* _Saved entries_
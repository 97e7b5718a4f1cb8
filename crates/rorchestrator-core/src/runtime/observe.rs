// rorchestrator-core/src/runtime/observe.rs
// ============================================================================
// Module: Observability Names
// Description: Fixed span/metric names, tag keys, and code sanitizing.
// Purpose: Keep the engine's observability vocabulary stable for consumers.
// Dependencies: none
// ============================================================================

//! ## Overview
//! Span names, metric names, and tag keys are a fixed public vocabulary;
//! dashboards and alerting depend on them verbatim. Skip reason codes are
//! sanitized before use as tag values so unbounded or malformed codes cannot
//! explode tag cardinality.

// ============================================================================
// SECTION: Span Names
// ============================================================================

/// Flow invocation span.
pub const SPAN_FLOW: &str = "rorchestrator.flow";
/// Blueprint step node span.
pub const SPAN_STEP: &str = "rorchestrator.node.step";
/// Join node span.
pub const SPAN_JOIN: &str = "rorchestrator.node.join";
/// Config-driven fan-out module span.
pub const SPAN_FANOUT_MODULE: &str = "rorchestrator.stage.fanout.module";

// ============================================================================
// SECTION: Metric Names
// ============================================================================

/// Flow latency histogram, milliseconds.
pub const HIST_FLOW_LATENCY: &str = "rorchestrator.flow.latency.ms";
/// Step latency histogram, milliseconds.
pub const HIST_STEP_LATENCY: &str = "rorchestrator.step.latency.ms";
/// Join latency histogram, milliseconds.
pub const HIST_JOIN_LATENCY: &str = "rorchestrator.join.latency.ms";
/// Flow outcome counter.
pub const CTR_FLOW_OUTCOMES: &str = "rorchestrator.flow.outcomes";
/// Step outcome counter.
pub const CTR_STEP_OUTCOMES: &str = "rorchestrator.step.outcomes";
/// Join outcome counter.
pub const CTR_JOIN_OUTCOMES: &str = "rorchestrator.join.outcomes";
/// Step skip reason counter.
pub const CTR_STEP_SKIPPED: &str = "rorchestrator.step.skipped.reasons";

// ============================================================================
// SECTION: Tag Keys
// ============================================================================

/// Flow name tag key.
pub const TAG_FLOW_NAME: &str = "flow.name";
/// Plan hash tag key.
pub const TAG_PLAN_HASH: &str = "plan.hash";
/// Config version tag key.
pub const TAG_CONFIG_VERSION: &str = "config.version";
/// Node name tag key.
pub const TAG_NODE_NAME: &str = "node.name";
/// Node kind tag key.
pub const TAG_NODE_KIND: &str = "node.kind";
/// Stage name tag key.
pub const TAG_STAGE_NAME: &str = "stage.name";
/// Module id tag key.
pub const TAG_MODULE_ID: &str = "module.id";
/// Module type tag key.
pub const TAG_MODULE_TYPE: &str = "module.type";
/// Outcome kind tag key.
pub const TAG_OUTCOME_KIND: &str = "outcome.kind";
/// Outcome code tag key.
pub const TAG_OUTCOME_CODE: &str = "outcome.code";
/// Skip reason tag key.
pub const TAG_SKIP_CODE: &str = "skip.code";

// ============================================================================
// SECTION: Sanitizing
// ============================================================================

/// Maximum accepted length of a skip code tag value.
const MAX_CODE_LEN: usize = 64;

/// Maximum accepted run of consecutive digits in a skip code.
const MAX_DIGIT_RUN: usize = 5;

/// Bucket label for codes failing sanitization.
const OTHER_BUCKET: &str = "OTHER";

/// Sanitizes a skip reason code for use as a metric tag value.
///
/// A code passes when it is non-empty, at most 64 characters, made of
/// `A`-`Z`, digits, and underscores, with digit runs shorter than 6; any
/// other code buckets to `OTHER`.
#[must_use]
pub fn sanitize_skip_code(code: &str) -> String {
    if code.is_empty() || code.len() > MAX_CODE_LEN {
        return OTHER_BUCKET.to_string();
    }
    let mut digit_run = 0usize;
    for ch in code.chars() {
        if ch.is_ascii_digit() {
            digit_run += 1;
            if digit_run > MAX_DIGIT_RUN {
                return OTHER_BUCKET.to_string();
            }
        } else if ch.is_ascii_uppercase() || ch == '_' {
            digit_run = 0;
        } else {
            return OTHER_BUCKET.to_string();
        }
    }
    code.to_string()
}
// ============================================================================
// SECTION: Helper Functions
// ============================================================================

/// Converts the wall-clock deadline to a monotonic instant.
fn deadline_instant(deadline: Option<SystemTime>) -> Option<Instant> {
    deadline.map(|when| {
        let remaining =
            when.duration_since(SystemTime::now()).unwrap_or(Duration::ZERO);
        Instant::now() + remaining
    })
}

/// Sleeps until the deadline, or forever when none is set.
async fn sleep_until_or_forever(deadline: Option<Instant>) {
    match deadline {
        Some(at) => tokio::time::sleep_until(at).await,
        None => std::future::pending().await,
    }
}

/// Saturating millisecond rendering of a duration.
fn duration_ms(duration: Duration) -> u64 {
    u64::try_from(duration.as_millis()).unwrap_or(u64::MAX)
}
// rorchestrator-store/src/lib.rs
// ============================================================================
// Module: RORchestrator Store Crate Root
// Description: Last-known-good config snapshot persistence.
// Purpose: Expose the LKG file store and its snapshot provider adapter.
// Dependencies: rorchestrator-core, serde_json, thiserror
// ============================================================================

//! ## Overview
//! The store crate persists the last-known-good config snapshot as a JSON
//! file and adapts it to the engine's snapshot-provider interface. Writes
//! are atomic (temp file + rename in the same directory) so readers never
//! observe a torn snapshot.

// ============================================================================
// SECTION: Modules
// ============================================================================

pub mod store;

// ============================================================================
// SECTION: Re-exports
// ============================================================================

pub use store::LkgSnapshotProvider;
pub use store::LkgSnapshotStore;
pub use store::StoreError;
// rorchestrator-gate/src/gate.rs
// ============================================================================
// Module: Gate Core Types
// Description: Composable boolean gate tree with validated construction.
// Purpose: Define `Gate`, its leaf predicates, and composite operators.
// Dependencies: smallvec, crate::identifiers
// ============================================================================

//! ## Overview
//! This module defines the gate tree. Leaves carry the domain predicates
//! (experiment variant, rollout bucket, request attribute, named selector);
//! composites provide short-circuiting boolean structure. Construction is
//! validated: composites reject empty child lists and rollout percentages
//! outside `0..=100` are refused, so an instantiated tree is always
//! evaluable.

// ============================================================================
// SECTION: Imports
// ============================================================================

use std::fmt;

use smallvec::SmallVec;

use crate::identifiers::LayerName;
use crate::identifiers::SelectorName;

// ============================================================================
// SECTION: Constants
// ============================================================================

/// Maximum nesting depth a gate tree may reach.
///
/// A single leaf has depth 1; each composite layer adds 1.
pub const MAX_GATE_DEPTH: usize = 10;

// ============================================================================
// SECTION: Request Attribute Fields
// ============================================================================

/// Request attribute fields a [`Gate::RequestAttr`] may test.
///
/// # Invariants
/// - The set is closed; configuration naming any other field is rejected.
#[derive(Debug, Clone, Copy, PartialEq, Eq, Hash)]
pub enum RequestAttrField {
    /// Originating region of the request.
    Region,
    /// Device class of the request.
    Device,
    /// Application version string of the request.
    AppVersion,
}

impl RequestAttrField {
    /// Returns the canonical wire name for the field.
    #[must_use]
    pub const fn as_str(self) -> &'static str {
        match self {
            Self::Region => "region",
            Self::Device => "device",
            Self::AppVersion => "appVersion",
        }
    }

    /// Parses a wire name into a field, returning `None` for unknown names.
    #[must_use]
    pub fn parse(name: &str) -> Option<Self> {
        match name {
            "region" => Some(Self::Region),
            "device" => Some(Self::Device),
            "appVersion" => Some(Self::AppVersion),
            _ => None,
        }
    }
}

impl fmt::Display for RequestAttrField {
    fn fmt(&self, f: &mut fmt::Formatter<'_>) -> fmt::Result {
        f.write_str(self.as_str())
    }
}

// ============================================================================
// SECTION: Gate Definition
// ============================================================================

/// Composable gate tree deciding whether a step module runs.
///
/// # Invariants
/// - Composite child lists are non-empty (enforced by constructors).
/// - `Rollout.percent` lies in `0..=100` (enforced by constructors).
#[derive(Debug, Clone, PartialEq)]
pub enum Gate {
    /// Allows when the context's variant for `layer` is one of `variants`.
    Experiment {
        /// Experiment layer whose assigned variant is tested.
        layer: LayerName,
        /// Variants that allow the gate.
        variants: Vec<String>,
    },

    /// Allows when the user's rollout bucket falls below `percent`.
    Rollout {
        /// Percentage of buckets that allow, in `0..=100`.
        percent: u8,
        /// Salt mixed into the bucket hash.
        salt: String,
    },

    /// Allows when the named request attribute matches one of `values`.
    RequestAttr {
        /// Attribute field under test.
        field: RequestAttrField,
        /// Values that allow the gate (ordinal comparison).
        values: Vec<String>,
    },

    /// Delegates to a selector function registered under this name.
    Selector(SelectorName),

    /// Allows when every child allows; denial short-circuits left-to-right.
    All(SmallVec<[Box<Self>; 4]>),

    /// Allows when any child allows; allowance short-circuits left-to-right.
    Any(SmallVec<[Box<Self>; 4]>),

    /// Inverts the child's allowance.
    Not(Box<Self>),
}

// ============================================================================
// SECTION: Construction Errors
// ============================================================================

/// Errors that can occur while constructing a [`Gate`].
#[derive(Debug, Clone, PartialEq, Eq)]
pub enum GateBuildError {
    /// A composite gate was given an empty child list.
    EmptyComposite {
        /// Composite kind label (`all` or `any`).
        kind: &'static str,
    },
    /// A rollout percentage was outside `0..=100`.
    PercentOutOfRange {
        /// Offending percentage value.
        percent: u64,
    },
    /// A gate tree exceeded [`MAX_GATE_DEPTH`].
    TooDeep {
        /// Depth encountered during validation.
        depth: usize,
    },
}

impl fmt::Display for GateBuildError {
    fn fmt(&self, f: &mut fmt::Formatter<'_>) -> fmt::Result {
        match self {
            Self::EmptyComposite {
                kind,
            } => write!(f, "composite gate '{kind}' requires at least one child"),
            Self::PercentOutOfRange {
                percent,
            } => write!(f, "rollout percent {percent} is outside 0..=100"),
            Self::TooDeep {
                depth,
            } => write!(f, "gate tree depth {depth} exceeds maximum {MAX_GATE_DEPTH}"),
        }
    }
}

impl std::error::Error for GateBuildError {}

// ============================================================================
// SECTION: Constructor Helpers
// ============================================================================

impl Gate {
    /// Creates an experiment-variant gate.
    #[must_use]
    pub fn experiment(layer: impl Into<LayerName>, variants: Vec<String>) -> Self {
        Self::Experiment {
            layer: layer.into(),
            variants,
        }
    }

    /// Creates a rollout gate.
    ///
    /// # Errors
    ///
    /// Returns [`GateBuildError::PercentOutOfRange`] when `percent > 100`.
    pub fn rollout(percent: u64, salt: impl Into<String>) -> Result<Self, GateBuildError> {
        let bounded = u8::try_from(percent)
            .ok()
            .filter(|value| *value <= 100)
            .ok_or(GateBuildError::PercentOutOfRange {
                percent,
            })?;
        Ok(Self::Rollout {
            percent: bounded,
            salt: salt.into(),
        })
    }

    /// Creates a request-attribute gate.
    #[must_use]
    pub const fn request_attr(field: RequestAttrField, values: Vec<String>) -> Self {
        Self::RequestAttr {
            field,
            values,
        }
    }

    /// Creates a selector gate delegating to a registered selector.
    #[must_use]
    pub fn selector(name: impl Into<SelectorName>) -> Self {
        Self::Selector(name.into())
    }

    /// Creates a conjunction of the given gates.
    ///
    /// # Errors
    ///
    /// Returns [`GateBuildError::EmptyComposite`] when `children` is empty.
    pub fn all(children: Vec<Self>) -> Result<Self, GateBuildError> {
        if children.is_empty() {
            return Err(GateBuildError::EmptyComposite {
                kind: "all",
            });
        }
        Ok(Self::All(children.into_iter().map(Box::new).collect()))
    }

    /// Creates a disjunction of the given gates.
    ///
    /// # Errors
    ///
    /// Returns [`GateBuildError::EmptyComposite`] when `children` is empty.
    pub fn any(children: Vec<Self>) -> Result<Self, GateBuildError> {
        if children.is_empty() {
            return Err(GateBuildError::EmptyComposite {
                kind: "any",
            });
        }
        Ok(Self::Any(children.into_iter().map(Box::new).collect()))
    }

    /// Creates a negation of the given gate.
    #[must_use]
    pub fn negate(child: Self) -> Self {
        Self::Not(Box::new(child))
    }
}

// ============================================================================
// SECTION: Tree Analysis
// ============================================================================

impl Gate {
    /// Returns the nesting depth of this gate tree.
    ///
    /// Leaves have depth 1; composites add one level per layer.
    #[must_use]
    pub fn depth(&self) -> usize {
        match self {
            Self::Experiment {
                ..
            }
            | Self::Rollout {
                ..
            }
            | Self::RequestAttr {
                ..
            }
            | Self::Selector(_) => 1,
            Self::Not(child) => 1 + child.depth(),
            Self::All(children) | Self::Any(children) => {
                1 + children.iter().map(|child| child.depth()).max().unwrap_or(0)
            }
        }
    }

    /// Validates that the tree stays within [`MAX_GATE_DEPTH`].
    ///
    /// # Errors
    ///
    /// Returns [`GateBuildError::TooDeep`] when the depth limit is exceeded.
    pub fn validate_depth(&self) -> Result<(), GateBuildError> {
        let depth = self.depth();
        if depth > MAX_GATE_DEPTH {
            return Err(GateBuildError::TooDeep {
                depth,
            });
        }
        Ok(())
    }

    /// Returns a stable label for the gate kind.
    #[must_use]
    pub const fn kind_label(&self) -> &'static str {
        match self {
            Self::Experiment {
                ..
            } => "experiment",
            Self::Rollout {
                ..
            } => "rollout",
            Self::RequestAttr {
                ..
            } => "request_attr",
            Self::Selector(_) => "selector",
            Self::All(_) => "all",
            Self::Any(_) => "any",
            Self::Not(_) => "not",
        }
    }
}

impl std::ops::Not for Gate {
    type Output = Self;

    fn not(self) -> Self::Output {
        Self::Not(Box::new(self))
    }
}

...

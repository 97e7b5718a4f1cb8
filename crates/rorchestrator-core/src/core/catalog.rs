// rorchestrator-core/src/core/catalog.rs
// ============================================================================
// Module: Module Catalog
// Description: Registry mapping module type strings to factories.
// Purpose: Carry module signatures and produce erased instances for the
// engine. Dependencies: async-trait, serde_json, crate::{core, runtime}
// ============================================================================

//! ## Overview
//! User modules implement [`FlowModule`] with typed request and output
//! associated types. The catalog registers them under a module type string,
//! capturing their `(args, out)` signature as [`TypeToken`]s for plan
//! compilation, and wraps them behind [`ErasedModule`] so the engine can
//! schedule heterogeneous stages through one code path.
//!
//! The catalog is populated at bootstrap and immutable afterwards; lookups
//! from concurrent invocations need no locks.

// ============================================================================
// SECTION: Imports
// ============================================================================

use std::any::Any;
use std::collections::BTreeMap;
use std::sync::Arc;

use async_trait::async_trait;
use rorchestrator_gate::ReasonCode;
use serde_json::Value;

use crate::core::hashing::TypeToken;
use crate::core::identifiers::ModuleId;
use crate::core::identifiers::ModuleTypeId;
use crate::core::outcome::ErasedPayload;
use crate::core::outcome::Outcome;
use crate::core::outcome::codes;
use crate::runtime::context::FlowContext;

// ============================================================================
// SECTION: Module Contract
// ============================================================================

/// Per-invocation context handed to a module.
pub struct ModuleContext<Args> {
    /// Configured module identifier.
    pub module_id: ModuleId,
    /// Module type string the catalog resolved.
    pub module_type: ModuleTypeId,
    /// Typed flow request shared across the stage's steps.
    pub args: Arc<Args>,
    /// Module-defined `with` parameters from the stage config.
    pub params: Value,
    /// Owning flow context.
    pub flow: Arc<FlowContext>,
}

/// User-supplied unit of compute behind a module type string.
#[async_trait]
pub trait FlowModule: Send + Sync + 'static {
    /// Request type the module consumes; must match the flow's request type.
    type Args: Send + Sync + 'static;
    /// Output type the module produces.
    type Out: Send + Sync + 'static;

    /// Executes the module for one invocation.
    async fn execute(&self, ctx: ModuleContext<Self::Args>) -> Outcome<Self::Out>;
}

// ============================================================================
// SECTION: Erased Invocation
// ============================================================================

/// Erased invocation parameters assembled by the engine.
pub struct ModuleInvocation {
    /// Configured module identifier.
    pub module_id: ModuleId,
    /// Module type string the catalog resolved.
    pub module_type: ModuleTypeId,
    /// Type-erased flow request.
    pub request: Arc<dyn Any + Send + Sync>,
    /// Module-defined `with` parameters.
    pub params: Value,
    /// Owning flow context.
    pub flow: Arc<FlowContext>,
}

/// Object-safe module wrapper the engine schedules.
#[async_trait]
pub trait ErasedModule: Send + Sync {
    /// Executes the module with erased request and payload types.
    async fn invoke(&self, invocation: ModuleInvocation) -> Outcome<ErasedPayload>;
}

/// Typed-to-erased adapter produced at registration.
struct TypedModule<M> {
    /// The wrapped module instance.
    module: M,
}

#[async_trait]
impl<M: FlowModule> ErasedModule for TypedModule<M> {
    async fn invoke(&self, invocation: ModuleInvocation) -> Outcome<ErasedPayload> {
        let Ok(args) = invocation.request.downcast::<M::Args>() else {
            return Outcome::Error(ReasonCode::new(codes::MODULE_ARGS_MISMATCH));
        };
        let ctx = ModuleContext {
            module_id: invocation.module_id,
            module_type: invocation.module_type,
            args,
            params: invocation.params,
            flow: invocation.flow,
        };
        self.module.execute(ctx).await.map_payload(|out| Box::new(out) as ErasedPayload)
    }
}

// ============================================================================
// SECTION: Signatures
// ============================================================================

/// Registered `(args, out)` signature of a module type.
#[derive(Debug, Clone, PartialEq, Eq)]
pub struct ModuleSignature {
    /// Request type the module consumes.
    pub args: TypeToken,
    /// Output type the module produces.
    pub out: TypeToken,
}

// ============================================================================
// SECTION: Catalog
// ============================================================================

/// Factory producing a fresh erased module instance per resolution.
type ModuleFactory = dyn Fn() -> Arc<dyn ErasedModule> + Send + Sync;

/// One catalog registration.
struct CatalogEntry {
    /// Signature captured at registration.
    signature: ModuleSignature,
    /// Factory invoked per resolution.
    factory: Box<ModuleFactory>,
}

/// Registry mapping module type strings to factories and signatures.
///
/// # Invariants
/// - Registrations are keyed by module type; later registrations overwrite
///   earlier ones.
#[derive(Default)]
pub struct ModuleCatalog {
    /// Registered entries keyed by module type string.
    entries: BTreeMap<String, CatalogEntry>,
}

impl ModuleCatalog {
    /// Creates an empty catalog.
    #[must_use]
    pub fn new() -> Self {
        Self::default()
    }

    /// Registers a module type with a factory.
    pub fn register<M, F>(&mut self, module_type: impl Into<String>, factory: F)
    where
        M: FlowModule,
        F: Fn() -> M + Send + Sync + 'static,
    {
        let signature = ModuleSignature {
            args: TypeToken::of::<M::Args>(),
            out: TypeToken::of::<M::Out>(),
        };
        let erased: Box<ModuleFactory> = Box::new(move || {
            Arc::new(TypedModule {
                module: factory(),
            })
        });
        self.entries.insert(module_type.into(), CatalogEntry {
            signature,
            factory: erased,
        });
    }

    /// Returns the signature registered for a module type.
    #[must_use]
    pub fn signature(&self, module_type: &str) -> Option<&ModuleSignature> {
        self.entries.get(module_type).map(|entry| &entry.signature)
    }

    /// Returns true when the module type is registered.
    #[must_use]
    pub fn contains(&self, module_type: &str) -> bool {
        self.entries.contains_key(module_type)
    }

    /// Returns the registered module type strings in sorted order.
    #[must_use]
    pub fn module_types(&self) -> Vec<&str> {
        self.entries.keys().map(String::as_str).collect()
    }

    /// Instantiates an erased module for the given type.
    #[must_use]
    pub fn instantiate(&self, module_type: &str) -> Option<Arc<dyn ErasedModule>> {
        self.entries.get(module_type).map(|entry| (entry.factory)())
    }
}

* _EXERCISE PROMPT_
Using the entries shown above, reproduce verbatim the lines from the line bearing "allowance short-circuits left-to-right." to the line bearing "SECTION: Construction Errors", inclusive.

* _YOUR SOLUTION_
    /// Allows when any child allows; allowance short-circuits left-to-right.
    Any(SmallVec<[Box<Self>; 4]>),

    /// Inverts the child's allowance.
    Not(Box<Self>),
}

// ============================================================================
// SECTION: Construction Errors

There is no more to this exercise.